* **ACTIVITY**: The stretch from the line with "right after the" through the line with "use crate::symbols::SymbolLookup;" in the records below: write it out exactly, and nothing else.

* **THE RECORDS**:
******
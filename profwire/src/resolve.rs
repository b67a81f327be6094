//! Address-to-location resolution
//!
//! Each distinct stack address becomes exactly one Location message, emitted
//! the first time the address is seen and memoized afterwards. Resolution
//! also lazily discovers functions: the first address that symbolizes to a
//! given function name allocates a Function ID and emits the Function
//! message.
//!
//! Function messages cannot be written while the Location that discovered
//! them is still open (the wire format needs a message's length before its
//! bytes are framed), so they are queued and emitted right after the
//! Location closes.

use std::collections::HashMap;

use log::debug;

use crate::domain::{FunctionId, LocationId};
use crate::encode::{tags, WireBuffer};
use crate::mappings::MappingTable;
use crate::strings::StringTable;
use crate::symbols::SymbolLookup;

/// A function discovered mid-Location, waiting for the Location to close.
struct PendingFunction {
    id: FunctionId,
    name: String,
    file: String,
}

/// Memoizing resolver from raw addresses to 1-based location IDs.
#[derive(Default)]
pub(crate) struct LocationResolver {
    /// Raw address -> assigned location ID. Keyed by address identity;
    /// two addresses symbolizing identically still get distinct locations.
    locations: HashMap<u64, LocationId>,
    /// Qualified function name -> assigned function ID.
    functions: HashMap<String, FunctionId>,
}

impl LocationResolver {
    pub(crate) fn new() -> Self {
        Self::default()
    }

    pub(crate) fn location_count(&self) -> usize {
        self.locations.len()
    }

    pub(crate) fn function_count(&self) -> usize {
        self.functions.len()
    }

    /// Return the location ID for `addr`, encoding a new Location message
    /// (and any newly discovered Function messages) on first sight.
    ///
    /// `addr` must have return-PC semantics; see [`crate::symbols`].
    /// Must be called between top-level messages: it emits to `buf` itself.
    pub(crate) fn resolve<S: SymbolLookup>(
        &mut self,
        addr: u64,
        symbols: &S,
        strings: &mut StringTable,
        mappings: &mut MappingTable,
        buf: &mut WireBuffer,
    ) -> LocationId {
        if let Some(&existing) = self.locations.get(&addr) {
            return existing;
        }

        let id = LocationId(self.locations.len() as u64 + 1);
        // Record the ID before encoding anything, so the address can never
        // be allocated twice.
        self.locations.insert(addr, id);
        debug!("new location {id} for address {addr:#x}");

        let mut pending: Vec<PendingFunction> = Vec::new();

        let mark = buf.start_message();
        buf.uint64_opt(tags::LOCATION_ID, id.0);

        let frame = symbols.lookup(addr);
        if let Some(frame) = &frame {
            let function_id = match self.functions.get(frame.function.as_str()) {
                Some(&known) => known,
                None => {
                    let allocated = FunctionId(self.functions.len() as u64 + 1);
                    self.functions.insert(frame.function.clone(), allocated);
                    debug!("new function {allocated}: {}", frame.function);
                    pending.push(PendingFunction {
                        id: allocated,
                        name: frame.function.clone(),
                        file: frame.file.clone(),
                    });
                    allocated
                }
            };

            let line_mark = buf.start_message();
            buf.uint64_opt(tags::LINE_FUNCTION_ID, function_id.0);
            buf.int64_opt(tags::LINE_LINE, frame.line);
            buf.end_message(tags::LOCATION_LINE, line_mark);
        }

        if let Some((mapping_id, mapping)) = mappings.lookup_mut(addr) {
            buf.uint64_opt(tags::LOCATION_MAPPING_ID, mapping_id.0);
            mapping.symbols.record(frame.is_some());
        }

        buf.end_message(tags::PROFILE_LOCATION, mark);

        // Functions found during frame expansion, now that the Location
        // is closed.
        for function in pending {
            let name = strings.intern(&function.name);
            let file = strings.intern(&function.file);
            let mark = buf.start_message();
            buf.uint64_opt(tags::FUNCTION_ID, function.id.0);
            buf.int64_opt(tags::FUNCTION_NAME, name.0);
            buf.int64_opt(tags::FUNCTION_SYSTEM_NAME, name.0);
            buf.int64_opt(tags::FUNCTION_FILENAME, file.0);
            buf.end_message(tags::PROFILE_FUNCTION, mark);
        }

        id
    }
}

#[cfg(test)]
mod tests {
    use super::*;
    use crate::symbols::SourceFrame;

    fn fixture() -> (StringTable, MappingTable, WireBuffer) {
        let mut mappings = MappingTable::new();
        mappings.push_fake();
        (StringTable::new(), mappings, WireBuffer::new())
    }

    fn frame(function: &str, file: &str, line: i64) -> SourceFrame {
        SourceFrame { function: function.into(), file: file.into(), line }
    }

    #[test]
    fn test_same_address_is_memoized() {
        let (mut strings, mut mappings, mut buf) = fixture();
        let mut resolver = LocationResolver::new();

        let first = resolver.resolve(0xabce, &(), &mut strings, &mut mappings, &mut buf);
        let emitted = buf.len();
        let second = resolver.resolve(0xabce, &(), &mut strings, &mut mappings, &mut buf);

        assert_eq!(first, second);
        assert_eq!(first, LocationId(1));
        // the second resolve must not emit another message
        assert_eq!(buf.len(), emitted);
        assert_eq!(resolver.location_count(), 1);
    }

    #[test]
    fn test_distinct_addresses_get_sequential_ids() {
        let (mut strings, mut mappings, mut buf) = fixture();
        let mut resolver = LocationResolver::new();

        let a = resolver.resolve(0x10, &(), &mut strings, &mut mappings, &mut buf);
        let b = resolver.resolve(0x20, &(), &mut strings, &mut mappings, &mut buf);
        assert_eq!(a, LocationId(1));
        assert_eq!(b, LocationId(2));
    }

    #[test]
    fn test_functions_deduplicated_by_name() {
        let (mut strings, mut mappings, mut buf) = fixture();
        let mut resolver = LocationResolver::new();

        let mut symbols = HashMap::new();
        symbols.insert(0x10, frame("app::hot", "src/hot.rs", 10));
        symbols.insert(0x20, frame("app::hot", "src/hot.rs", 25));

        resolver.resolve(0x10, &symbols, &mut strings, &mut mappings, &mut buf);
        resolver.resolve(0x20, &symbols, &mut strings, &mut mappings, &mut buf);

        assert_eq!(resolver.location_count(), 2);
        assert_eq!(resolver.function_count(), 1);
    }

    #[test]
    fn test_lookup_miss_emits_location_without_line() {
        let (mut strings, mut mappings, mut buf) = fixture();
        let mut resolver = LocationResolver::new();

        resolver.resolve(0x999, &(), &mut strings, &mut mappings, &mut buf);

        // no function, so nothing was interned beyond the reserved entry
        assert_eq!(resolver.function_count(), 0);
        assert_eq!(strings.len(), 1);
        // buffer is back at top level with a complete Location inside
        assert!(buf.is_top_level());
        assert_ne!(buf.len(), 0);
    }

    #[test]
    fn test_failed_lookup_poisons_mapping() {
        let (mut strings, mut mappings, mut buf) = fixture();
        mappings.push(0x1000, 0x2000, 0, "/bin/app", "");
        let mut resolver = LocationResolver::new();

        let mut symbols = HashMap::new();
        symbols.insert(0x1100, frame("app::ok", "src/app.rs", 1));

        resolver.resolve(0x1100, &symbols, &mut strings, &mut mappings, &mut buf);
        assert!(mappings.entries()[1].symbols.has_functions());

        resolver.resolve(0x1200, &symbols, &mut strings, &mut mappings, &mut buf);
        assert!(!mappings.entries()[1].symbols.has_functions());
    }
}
******
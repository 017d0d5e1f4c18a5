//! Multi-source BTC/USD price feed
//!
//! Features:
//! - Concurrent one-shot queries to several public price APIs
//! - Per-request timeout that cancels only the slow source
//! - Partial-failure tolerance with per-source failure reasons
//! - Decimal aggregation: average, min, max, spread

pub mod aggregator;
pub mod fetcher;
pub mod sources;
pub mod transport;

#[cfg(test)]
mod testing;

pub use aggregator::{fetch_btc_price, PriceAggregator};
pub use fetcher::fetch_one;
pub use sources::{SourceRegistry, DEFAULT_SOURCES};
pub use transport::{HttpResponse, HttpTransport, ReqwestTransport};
******
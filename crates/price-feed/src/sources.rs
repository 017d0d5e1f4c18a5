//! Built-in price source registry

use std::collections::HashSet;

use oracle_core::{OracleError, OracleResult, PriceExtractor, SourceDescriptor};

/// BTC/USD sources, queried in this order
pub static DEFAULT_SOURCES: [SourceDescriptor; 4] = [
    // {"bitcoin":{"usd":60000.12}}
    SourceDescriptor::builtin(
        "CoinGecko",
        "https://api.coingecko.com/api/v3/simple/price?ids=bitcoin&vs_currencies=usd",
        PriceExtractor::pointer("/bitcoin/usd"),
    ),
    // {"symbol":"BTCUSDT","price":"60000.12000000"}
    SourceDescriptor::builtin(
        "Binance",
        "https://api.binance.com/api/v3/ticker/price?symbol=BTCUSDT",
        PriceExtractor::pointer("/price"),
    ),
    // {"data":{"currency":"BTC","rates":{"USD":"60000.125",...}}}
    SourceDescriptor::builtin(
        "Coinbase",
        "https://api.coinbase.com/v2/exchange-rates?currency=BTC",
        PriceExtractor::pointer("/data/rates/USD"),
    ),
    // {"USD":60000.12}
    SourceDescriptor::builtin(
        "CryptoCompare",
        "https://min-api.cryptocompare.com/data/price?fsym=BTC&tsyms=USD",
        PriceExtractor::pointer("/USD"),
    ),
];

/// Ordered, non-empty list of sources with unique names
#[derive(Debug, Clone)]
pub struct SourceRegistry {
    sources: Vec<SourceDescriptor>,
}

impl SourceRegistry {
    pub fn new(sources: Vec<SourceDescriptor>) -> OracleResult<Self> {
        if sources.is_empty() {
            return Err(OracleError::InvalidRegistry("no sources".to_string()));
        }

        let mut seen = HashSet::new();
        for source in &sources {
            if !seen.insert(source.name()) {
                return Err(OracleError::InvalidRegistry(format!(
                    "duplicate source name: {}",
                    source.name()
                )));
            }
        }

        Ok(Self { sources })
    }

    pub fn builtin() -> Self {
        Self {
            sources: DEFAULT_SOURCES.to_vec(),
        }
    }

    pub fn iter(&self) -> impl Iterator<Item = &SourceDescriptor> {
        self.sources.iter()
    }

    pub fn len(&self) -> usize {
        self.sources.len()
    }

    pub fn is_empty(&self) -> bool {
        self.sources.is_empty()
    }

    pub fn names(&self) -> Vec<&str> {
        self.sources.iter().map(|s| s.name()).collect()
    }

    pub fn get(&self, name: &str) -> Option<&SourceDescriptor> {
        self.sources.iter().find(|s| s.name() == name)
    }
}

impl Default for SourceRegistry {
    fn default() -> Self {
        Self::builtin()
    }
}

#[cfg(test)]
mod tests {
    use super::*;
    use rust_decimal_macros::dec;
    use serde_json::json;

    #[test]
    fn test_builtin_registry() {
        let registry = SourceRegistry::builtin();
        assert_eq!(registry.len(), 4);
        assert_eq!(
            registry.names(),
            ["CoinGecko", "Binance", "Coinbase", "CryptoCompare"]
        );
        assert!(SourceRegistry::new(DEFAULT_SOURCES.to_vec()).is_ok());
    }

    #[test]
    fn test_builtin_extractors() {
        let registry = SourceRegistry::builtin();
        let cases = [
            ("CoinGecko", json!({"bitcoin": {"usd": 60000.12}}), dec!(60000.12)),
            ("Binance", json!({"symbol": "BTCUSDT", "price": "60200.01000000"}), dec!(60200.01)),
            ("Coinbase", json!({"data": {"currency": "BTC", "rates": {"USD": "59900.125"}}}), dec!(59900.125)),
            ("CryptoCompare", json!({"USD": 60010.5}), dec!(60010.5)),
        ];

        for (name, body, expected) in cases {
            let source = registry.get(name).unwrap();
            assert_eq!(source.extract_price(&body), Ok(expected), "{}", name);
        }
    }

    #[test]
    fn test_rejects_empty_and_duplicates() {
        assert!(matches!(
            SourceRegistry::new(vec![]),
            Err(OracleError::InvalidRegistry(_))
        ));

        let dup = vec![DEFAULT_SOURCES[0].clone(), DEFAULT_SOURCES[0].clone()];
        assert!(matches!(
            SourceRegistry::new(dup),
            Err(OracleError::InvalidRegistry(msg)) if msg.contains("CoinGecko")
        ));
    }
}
******
* **SOLUTION FOR THIS EXERCISE**:
//! bytes are framed), so they are queued and emitted right after the
//! Location closes.

use std::collections::HashMap;

use log::debug;

use crate::domain::{FunctionId, LocationId};
use crate::encode::{tags, WireBuffer};
use crate::mappings::MappingTable;
use crate::strings::StringTable;
use crate::symbols::SymbolLookup;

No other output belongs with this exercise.